## About this exercise
Find the line in the entries below that contains "reset_in_secs: 3600.0 - (now". Repeat it exactly, and every line after it through the line that contains "clock.advance(1.0);".
- Opening Delimiter -
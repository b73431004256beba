//! Per-resource quota enforcement.
//!
//! The guardian checks the tighter (minute) window first so that
//! hour-window headroom can never mask immediate-term throttling, and it
//! records a timestamp only when a request is accepted — rejected attempts
//! must not inflate the windows.

use crate::window::ResourceQuota;
use chrono::Utc;
use serde::Serialize;
use std::collections::HashMap;
use std::sync::{Arc, RwLock};
use tracing::debug;
use wardline_config::{LimitPair, QuotaConfig};
use wardline_core::clock::Clock;
use wardline_core::error::RateLimitError;
use wardline_core::record::{LimitWindow, MetricRecord, RateLimitRecord};
use wardline_core::sink::{MetricSink, Priority};

/// Ensures per-resource request budgets are respected.
pub struct QuotaGuardian {
    config: QuotaConfig,
    quotas: RwLock<HashMap<String, ResourceQuota>>,
    sink: Arc<dyn MetricSink>,
    clock: Arc<dyn Clock>,
}

impl QuotaGuardian {
    /// Create a guardian with the given limits, metric sink, and clock.
    pub fn new(config: QuotaConfig, sink: Arc<dyn MetricSink>, clock: Arc<dyn Clock>) -> Self {
        Self {
            config,
            quotas: RwLock::new(HashMap::new()),
            sink,
            clock,
        }
    }

    /// Verify resource availability before an operation.
    ///
    /// On acceptance the current timestamp is appended to both windows. On
    /// rejection nothing is recorded and the returned error carries a
    /// retry-after hint: seconds until the minute (or hour) rolls over.
    pub async fn verify(
        &self,
        operation_id: &str,
        resource_type: &str,
    ) -> Result<(), RateLimitError> {
        let now = self.clock.now_secs();
        let limits = self.config.limits_for(resource_type);

        // Window math under the lock; metric emission after release.
        let (outcome, check_record) = {
            let mut quotas = self.quotas.write().unwrap();
            let quota = quotas.entry(resource_type.to_string()).or_default();

            let minute_usage = quota.minute.count(now);
            if minute_usage >= limits.per_minute {
                let err = RateLimitError {
                    resource_type: resource_type.to_string(),
                    window: LimitWindow::Minute,
                    current_usage: minute_usage,
                    limit: limits.per_minute,
                    retry_after_secs: 60.0 - (now % 60.0),
                };
                let record = rate_limit_record(resource_type, LimitWindow::Minute, limits, minute_usage, true);
                (Err(err), record)
            } else {
                let hour_usage = quota.hour.count(now);
                let hour_exceeded = hour_usage >= limits.per_hour;

                let record = if hour_exceeded {
                    rate_limit_record(resource_type, LimitWindow::Hour, limits, hour_usage, true)
                } else {
                    rate_limit_record(resource_type, LimitWindow::Minute, limits, minute_usage, false)
                };

                if hour_exceeded {
                    let err = RateLimitError {
                        resource_type: resource_type.to_string(),
                        window: LimitWindow::Hour,
                        current_usage: hour_usage,
                        limit: limits.per_hour,
                        retry_after_secs: 3600.0 - (now % 3600.0),
                    };
                    (Err(err), record)
                } else {
                    quota.record(now);
                    (Ok(()), record)
                }
            }
        };

        let priority = if outcome.is_err() {
            Priority::High
        } else {
            Priority::Normal
        };
        self.sink
            .record(MetricRecord::RateLimit(check_record), priority)
            .await;

        if let Err(ref e) = outcome {
            debug!(
                operation = operation_id,
                resource = resource_type,
                window = %e.window,
                usage = e.current_usage,
                "Quota check rejected"
            );
        }
        outcome
    }

    /// Current usage as a percentage of the limit — the higher of the two
    /// windows. For external health reporting.
    pub fn usage(&self, resource_type: &str) -> f64 {
        let now = self.clock.now_secs();
        let limits = self.config.limits_for(resource_type);
        let mut quotas = self.quotas.write().unwrap();
        let quota = quotas.entry(resource_type.to_string()).or_default();
        window_pct(quota.minute.count(now), limits.per_minute)
            .max(window_pct(quota.hour.count(now), limits.per_hour))
    }

    /// The highest usage percentage across every tracked resource type.
    pub fn peak_usage(&self) -> f64 {
        let now = self.clock.now_secs();
        let mut quotas = self.quotas.write().unwrap();
        let mut peak: f64 = 0.0;
        for (resource, quota) in quotas.iter_mut() {
            let limits = self.config.limits_for(resource);
            peak = peak
                .max(window_pct(quota.minute.count(now), limits.per_minute))
                .max(window_pct(quota.hour.count(now), limits.per_hour));
        }
        peak
    }

    /// Detailed limit status for a resource type.
    pub fn limit_status(&self, resource_type: &str) -> LimitStatus {
        let now = self.clock.now_secs();
        let limits = self.config.limits_for(resource_type);
        let mut quotas = self.quotas.write().unwrap();
        let quota = quotas.entry(resource_type.to_string()).or_default();

        let minute_usage = quota.minute.count(now);
        let hour_usage = quota.hour.count(now);

        LimitStatus {
            resource_type: resource_type.to_string(),
            minute: WindowStatus {
                usage: minute_usage,
                limit: limits.per_minute,
                percentage: window_pct(minute_usage, limits.per_minute),
                remaining: limits.per_minute.saturating_sub(minute_usage),
                reset_in_secs: 60.0 - (now % 60.0),
            },
            hour: WindowStatus {
                usage: hour_usage,
                limit: limits.per_hour,
                percentage: window_pct(hour_usage, limits.per_hour),
                remaining: limits.per_hour.saturating_sub(hour_usage),
                reset_in_secs: 3600.0 - (now % 3600.0),
            },
        }
    }
}

fn window_pct(usage: u32, limit: u32) -> f64 {
    if limit == 0 {
        return 100.0;
    }
    (usage as f64 / limit as f64) * 100.0
}

fn rate_limit_record(
    resource_type: &str,
    window: LimitWindow,
    limits: LimitPair,
    usage: u32,
    is_exceeded: bool,
) -> RateLimitRecord {
    let limit_value = match window {
        LimitWindow::Minute => limits.per_minute,
        LimitWindow::Hour => limits.per_hour,
    };
    RateLimitRecord {
        resource_type: resource_type.to_string(),
        window,
        limit_value,
        current_usage: usage,
        is_exceeded,
        usage_percentage: window_pct(usage, limit_value),
        timestamp: Utc::now(),
        machine_id: None,
    }
}

/// One window's share of a [`LimitStatus`] report.
#[derive(Debug, Clone, Serialize)]
pub struct WindowStatus {
    pub usage: u32,
    pub limit: u32,
    pub percentage: f64,
    pub remaining: u32,
    pub reset_in_secs: f64,
}

/// Detailed limit report for a resource type.
#[derive(Debug, Clone, Serialize)]
pub struct LimitStatus {
    pub resource_type: String,
    pub minute: WindowStatus,
    pub hour: WindowStatus,
}

#[cfg(test)]
mod tests {
    use super::*;
    use wardline_core::clock::ManualClock;
    use wardline_core::sink::NullSink;

    fn guardian_with(
        overrides: &[(&str, u32, u32)],
        clock: Arc<ManualClock>,
    ) -> QuotaGuardian {
        let mut config = QuotaConfig::default();
        for &(resource, per_minute, per_hour) in overrides {
            config.overrides.insert(
                resource.into(),
                LimitPair {
                    per_minute,
                    per_hour,
                },
            );
        }
        QuotaGuardian::new(config, Arc::new(NullSink), clock)
    }

    #[tokio::test]
    async fn accepts_within_limits() {
        let clock = Arc::new(ManualClock::starting_at(0.0));
        let guardian = guardian_with(&[("x", 5, 100)], clock.clone());
        for _ in 0..5 {
            assert!(guardian.verify("op", "x").await.is_ok());
            clock.advance(1.0);
        }
    }

    #[tokio::test]
    async fn minute_window_rejects_and_rolls_over() {
        // Limit 2/min: calls at t=0,1 succeed; t=2 fails with retry_after≈58;
        // t=61 succeeds again.
        let clock = Arc::new(ManualClock::starting_at(0.0));
        let guardian = guardian_with(&[("x", 2, 100)], clock.clone());

        assert!(guardian.verify("op", "x").await.is_ok());
        clock.set(1.0);
        assert!(guardian.verify("op", "x").await.is_ok());
        clock.set(2.0);
        let err = guardian.verify("op", "x").await.unwrap_err();
        assert_eq!(err.window, LimitWindow::Minute);
        assert_eq!(err.current_usage, 2);
        assert!((err.retry_after_secs - 58.0).abs() < 0.001);

        clock.set(61.0);
        assert!(guardian.verify("op", "x").await.is_ok());
    }

    #[tokio::test]
    async fn minute_limit_wins_tie_break() {
        // Both windows exhausted: the minute error is the one raised.
        let clock = Arc::new(ManualClock::starting_at(0.0));
        let guardian = guardian_with(&[("x", 2, 2)], clock.clone());
        guardian.verify("op", "x").await.unwrap();
        guardian.verify("op", "x").await.unwrap();
        let err = guardian.verify("op", "x").await.unwrap_err();
        assert_eq!(err.window, LimitWindow::Minute);
    }

    #[tokio::test]
    async fn hour_window_rejects_after_minute_rollover() {
        let clock = Arc::new(ManualClock::starting_at(0.0));
        let guardian = guardian_with(&[("x", 10, 3)], clock.clone());
        for i in 0..3 {
            clock.set(i as f64);
            guardian.verify("op", "x").await.unwrap();
        }
        // Minute window rolled over, hour window still full
        clock.set(120.0);
        let err = guardian.verify("op", "x").await.unwrap_err();
        assert_eq!(err.window, LimitWindow::Hour);
        assert!((err.retry_after_secs - 3480.0).abs() < 0.001);
    }

    #[tokio::test]
    async fn rejected_attempts_do_not_inflate_windows() {
        let clock = Arc::new(ManualClock::starting_at(0.0));
        let guardian = guardian_with(&[("x", 2, 100)], clock.clone());
        guardian.verify("op", "x").await.unwrap();
        guardian.verify("op", "x").await.unwrap();
        for _ in 0..10 {
            assert!(guardian.verify("op", "x").await.is_err());
        }
        // Only the 2 accepted calls count against the hour window
        assert_eq!(guardian.limit_status("x").hour.usage, 2);
    }

    #[tokio::test]
    async fn window_correctness_under_mixed_sequence() {
        // The minute window never admits more than its limit in any
        // trailing 60 s, whatever the call pattern.
        let clock = Arc::new(ManualClock::starting_at(0.0));
        let guardian = guardian_with(&[("x", 3, 1000)], clock.clone());
        let mut accepted: Vec<f64> = Vec::new();
        for step in 0..200 {
            let t = step as f64 * 7.0;
            clock.set(t);
            if guardian.verify("op", "x").await.is_ok() {
                accepted.push(t);
                let in_window = accepted.iter().filter(|&&a| a > t - 60.0).count();
                assert!(in_window <= 3, "window overflow at t={t}: {in_window}");
            }
        }
        assert!(!accepted.is_empty());
    }

    #[tokio::test]
    async fn resources_are_independent() {
        let clock = Arc::new(ManualClock::starting_at(0.0));
        let guardian = guardian_with(&[("a", 1, 10), ("b", 1, 10)], clock.clone());
        guardian.verify("op", "a").await.unwrap();
        assert!(guardian.verify("op", "a").await.is_err());
        assert!(guardian.verify("op", "b").await.is_ok());
    }

    #[tokio::test]
    async fn usage_reports_higher_window() {
        let clock = Arc::new(ManualClock::starting_at(0.0));
        let guardian = guardian_with(&[("x", 10, 1000)], clock.clone());
        for i in 0..5 {
            clock.set(i as f64);
            guardian.verify("op", "x").await.unwrap();
        }
        // 5/10 minute = 50%, 5/1000 hour = 0.5% → 50
        assert!((guardian.usage("x") - 50.0).abs() < 0.001);
        assert!((guardian.peak_usage() - 50.0).abs() < 0.001);
    }

    #[tokio::test]
    async fn limit_status_details() {
        let clock = Arc::new(ManualClock::starting_at(30.0));
        let guardian = guardian_with(&[("x", 4, 100)], clock.clone());
        guardian.verify("op", "x").await.unwrap();
        let status = guardian.limit_status("x");
        assert_eq!(status.minute.usage, 1);
        assert_eq!(status.minute.remaining, 3);
        assert!((status.minute.reset_in_secs - 30.0).abs() < 0.001);
        assert_eq!(status.hour.remaining, 99);
    }
}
- Closing Delimiter -
## Result of this task
                reset_in_secs: 3600.0 - (now % 3600.0),
            },
        }
    }
}

fn window_pct(usage: u32, limit: u32) -> f64 {
    if limit == 0 {
        return 100.0;
    }
    (usage as f64 / limit as f64) * 100.0
}

fn rate_limit_record(
    resource_type: &str,
    window: LimitWindow,
    limits: LimitPair,
    usage: u32,
    is_exceeded: bool,
) -> RateLimitRecord {
    let limit_value = match window {
        LimitWindow::Minute => limits.per_minute,
        LimitWindow::Hour => limits.per_hour,
    };
    RateLimitRecord {
        resource_type: resource_type.to_string(),
        window,
        limit_value,
        current_usage: usage,
        is_exceeded,
        usage_percentage: window_pct(usage, limit_value),
        timestamp: Utc::now(),
        machine_id: None,
    }
}

/// One window's share of a [`LimitStatus`] report.
#[derive(Debug, Clone, Serialize)]
pub struct WindowStatus {
    pub usage: u32,
    pub limit: u32,
    pub percentage: f64,
    pub remaining: u32,
    pub reset_in_secs: f64,
}

/// Detailed limit report for a resource type.
#[derive(Debug, Clone, Serialize)]
pub struct LimitStatus {
    pub resource_type: String,
    pub minute: WindowStatus,
    pub hour: WindowStatus,
}

#[cfg(test)]
mod tests {
    use super::*;
    use wardline_core::clock::ManualClock;
    use wardline_core::sink::NullSink;

    fn guardian_with(
        overrides: &[(&str, u32, u32)],
        clock: Arc<ManualClock>,
    ) -> QuotaGuardian {
        let mut config = QuotaConfig::default();
        for &(resource, per_minute, per_hour) in overrides {
            config.overrides.insert(
                resource.into(),
                LimitPair {
                    per_minute,
                    per_hour,
                },
            );
        }
        QuotaGuardian::new(config, Arc::new(NullSink), clock)
    }

    #[tokio::test]
    async fn accepts_within_limits() {
        let clock = Arc::new(ManualClock::starting_at(0.0));
        let guardian = guardian_with(&[("x", 5, 100)], clock.clone());
        for _ in 0..5 {
            assert!(guardian.verify("op", "x").await.is_ok());
            clock.advance(1.0);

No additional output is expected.